▶ Extracted material

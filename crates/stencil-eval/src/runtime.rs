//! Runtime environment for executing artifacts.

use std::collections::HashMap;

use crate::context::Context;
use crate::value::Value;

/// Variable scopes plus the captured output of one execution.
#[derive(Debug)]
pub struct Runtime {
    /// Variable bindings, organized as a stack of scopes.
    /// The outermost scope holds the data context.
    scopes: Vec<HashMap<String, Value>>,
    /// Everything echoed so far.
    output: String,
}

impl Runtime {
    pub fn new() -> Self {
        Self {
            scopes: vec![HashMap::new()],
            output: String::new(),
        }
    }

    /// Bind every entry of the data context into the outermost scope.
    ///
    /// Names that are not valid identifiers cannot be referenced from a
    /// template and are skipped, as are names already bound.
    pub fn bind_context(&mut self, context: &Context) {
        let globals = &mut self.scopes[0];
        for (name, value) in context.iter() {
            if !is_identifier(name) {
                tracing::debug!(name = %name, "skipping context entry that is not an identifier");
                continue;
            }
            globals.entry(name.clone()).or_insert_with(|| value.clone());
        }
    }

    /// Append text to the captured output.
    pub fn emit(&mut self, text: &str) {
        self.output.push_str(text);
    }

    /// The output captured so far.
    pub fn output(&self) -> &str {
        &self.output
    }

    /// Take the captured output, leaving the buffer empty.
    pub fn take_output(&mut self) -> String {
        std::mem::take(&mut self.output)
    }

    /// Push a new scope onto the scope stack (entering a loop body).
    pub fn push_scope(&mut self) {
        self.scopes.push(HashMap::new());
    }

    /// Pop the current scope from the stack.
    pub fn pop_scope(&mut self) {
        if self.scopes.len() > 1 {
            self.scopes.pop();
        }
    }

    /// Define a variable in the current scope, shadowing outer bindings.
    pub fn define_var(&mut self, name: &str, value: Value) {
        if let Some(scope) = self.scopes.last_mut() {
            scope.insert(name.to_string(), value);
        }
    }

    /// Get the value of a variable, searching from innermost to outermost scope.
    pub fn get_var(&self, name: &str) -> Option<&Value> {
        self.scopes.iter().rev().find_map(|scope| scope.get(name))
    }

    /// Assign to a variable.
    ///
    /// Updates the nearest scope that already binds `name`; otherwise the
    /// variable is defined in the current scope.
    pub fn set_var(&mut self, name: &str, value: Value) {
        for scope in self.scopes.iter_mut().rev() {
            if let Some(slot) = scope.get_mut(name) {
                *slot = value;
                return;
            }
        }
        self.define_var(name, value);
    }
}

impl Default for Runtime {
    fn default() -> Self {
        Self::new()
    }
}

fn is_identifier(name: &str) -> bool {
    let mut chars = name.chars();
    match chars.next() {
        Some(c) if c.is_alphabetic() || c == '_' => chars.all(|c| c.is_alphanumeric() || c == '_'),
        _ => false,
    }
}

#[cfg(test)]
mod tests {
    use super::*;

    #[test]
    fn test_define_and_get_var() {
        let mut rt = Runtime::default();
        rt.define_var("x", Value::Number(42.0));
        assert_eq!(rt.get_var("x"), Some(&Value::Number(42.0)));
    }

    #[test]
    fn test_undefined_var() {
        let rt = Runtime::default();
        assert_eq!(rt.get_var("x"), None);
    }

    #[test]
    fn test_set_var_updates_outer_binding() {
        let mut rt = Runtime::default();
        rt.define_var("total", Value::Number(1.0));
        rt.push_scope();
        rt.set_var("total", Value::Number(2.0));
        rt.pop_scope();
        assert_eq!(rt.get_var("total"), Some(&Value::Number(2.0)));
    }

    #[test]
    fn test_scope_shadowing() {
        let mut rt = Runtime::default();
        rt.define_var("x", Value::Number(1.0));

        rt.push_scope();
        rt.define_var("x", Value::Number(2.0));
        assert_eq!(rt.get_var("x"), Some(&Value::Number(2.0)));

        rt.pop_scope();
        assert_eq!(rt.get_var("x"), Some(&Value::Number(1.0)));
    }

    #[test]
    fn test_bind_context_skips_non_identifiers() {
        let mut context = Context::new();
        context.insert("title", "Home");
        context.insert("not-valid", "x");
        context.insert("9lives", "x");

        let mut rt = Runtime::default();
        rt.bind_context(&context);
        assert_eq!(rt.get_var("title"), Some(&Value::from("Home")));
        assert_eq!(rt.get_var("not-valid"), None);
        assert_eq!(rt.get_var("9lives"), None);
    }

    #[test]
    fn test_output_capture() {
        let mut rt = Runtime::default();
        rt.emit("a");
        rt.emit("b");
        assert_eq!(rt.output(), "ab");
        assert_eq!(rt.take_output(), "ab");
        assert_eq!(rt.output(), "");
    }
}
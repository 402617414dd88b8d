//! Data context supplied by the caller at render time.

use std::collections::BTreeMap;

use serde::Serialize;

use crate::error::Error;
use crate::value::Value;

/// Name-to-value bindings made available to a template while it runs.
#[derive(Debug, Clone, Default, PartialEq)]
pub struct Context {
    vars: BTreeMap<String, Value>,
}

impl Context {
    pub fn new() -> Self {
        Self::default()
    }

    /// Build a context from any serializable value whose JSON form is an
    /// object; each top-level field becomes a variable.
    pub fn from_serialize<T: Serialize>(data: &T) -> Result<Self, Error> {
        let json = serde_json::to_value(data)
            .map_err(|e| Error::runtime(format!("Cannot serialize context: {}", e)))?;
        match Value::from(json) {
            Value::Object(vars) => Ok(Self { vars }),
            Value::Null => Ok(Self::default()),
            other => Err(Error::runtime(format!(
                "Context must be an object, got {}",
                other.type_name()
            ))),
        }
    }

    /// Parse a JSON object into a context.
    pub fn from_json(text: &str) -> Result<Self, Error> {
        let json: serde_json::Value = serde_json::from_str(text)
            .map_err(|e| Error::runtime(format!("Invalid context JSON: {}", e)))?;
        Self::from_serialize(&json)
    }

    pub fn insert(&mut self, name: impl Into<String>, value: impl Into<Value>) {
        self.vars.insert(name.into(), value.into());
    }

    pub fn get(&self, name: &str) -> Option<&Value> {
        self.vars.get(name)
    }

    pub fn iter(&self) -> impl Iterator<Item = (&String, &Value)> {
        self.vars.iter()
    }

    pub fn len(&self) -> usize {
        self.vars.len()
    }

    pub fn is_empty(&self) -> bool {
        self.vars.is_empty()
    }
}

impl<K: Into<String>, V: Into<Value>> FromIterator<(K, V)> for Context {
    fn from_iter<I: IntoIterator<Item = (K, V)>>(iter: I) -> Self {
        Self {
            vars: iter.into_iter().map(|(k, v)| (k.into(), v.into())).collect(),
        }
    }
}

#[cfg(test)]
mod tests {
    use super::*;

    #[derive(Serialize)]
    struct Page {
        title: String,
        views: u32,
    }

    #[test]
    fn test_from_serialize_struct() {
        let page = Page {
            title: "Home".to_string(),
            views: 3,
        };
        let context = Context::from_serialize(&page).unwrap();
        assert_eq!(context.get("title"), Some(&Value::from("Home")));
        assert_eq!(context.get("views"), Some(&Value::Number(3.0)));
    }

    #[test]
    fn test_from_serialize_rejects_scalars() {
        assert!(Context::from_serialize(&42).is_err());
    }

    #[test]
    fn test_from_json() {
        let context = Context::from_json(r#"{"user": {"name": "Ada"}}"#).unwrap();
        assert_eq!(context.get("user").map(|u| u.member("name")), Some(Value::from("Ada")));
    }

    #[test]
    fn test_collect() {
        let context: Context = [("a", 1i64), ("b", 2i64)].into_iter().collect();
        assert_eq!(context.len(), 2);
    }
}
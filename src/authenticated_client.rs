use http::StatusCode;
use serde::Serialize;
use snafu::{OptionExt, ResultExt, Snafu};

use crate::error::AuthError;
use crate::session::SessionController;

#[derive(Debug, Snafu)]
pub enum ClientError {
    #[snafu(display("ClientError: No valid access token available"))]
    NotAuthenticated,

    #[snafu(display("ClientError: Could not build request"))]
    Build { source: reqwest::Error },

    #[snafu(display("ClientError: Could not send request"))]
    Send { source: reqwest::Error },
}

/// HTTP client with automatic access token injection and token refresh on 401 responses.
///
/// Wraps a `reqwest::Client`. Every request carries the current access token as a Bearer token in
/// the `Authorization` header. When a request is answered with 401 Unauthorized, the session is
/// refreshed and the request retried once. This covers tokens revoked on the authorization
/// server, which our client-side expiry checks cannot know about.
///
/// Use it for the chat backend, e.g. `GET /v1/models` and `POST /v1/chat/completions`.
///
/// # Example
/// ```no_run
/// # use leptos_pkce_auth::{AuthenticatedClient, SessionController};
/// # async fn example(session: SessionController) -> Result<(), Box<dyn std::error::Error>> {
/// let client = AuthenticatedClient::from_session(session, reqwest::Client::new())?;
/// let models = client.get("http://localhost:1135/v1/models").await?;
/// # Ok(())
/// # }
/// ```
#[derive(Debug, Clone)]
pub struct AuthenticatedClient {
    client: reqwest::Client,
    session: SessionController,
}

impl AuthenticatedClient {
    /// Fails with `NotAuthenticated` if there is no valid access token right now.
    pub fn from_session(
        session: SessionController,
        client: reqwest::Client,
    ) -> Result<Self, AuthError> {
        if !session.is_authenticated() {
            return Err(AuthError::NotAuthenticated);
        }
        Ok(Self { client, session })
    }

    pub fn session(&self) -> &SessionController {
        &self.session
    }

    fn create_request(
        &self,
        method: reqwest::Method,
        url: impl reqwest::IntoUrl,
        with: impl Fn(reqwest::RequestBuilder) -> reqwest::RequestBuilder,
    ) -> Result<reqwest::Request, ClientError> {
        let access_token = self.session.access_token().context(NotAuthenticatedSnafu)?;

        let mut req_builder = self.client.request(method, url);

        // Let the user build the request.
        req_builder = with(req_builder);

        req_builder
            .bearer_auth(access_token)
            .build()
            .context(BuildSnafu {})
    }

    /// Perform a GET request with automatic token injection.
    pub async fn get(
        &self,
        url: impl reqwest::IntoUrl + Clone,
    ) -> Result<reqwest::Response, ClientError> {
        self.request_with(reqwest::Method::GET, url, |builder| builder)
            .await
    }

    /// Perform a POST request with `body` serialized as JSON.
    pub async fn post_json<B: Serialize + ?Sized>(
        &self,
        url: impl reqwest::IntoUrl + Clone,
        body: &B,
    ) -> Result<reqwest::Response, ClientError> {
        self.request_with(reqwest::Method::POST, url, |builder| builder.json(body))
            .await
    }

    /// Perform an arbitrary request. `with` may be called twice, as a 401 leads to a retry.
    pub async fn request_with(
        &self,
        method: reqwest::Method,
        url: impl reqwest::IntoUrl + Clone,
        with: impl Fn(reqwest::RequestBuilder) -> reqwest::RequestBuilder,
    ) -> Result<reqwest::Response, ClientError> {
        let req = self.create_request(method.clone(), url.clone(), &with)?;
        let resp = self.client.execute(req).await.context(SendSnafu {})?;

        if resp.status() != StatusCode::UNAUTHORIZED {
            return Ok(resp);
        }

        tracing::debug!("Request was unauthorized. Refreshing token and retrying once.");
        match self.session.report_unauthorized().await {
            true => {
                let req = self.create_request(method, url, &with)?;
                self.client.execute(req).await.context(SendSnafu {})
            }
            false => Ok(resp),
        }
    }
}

▶ Instructions for the task
Copy out all lines above that include the string "already".

▶ Task response
    /// template and are skipped, as are names already bound.
    /// Updates the nearest scope that already binds `name`; otherwise the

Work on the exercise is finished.